| Task to complete |
Whenever a line in the data holds the string "impl", pull that line out.

(Stored data entries)
⟨
use crate::lib::environment::Environment;
use crate::lib::error::StrikeResult;
use crate::lib::registry::registry_canister;
use candid::Principal;
use clap::Parser;
use slog::info;
use strike_core::registry::AddRegistryParams;

/// Submits a canister for review. New entries start out as `submitted`.
#[derive(Parser)]
pub struct SubmitOpts {
    canister_id: Principal,

    #[arg(long)]
    name: String,

    #[arg(long)]
    email: String,

    #[arg(long)]
    project_name: String,

    #[arg(long, default_value = "")]
    description: String,

    #[arg(long)]
    website_url: Option<String>,

    #[arg(long)]
    telegram: Option<String>,

    #[arg(long)]
    twitter: Option<String>,
}

pub async fn exec(env: &dyn Environment, opts: SubmitOpts) -> StrikeResult {
    let client = super::connected_client(env).await?;
    let registry = registry_canister(env, &client).await?;
    registry
        .add_registry(&AddRegistryParams {
            canister_id: opts.canister_id,
            name: opts.name,
            email: opts.email,
            telegram: opts.telegram,
            twitter: opts.twitter,
            project_name: opts.project_name,
            description: opts.description,
            website_url: opts.website_url,
        })
        .await?;
    info!(env.get_logger(), "Submitted {} for review.", opts.canister_id);
    Ok(())
}
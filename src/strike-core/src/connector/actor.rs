use crate::config::model::network_descriptor::NetworkDescriptor;
use crate::error::connector::{ActorCallError, CreateActorError};
use crate::error::root_key::FetchRootKeyError;
use crate::identity::IdentityHandle;
use crate::idl::{CallType, ServiceInterface};
use crate::network::agent::build_agent;
use crate::network::root_key::fetch_root_key_if_needed;
use async_trait::async_trait;
use candid::{IDLArgs, Principal, TypeEnv};
use ic_agent::Agent;
use slog::{trace, Logger};
use std::sync::Arc;

/// RPC proxy for one canister, typed by an interface built at runtime.
#[async_trait]
pub trait Actor: Send + Sync {
    fn canister_id(&self) -> Principal;

    fn interface(&self) -> &ServiceInterface;

    /// Encodes `args` against the method's argument types, calls it, and
    /// decodes the reply against its result types.
    async fn call(&self, method: &str, args: IDLArgs) -> Result<IDLArgs, ActorCallError>;
}

pub struct AgentActor {
    agent: Agent,
    canister_id: Principal,
    interface: ServiceInterface,
    logger: Logger,
}

impl AgentActor {
    pub fn new(
        agent: Agent,
        canister_id: Principal,
        interface: ServiceInterface,
        logger: Logger,
    ) -> Self {
        AgentActor {
            agent,
            canister_id,
            interface,
            logger,
        }
    }

    /// Builds an agent for `identity` and binds it to `canister_id`.
    pub async fn create(
        network: &NetworkDescriptor,
        identity: IdentityHandle,
        canister_id: Principal,
        interface: ServiceInterface,
        logger: Logger,
    ) -> Result<Arc<dyn Actor>, CreateActorError> {
        let agent = build_agent(network, identity)
            .map_err(|err| CreateActorError::CreateActorFailed(err.to_string()))?;
        fetch_root_key_if_needed(&agent, network)
            .await
            .map_err(|FetchRootKeyError::AgentError(url, err)| {
                CreateActorError::FetchRootKeyFailed(format!("{url}: {err}"))
            })?;
        Ok(Arc::new(AgentActor::new(agent, canister_id, interface, logger)))
    }
}

#[async_trait]
impl Actor for AgentActor {
    fn canister_id(&self) -> Principal {
        self.canister_id
    }

    fn interface(&self) -> &ServiceInterface {
        &self.interface
    }

    async fn call(&self, method: &str, args: IDLArgs) -> Result<IDLArgs, ActorCallError> {
        let signature = self
            .interface
            .method(method)
            .ok_or_else(|| ActorCallError::MethodNotFound(method.to_string()))?;
        // Candid types are reference counted and not `Send`, so none may live across an await.
        let arg = {
            let env = TypeEnv::new();
            args.to_bytes_with_types(&env, &signature.arg_types())
                .map_err(|err| ActorCallError::EncodeArgsFailed(method.to_string(), err))?
        };

        trace!(self.logger, "Calling canister"; "canister_id" => %self.canister_id, "method" => method, "type" => %signature.call_type);
        let reply = match signature.call_type {
            CallType::Query => {
                self.agent
                    .query(&self.canister_id, method)
                    .with_arg(arg)
                    .call()
                    .await
            }
            CallType::Update => {
                self.agent
                    .update(&self.canister_id, method)
                    .with_arg(arg)
                    .call_and_wait()
                    .await
            }
        }
        .map_err(|err| ActorCallError::CallFailed(method.to_string(), err))?;

        IDLArgs::from_bytes_with_types(&reply, &TypeEnv::new(), &signature.ret_types())
            .map_err(|err| ActorCallError::DecodeResultFailed(method.to_string(), err))
    }
}

#[cfg(test)]
mod tests {
    use super::*;
    use crate::testing::logger;
    use candid::IDLValue;

    fn actor() -> AgentActor {
        let agent = Agent::builder()
            .with_url("http://127.0.0.1:1")
            .build()
            .unwrap();
        let interface =
            ServiceInterface::single("bet", &["Nat32"], &["Text"], CallType::Update).unwrap();
        AgentActor::new(agent, Principal::anonymous(), interface, logger())
    }

    fn assert_send<T: Send>(_: &T) {}

    #[test]
    fn call_future_is_send() {
        let actor = actor();
        let call = actor.call("bet", IDLArgs::new(&[IDLValue::Nat32(1)]));
        assert_send(&call);
    }

    #[tokio::test]
    async fn unknown_method_is_refused_before_calling() {
        let err = actor()
            .call("withdraw", IDLArgs::new(&[]))
            .await
            .unwrap_err();
        assert!(matches!(err, ActorCallError::MethodNotFound(method) if method == "withdraw"));
    }

    #[tokio::test]
    async fn args_of_the_wrong_type_fail_to_encode() {
        let err = actor()
            .call("bet", IDLArgs::new(&[IDLValue::Text("one".to_string())]))
            .await
            .unwrap_err();
        assert!(matches!(err, ActorCallError::EncodeArgsFailed(method, _) if method == "bet"));
    }
}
⟩
| Solution |
impl AgentActor {
impl Actor for AgentActor {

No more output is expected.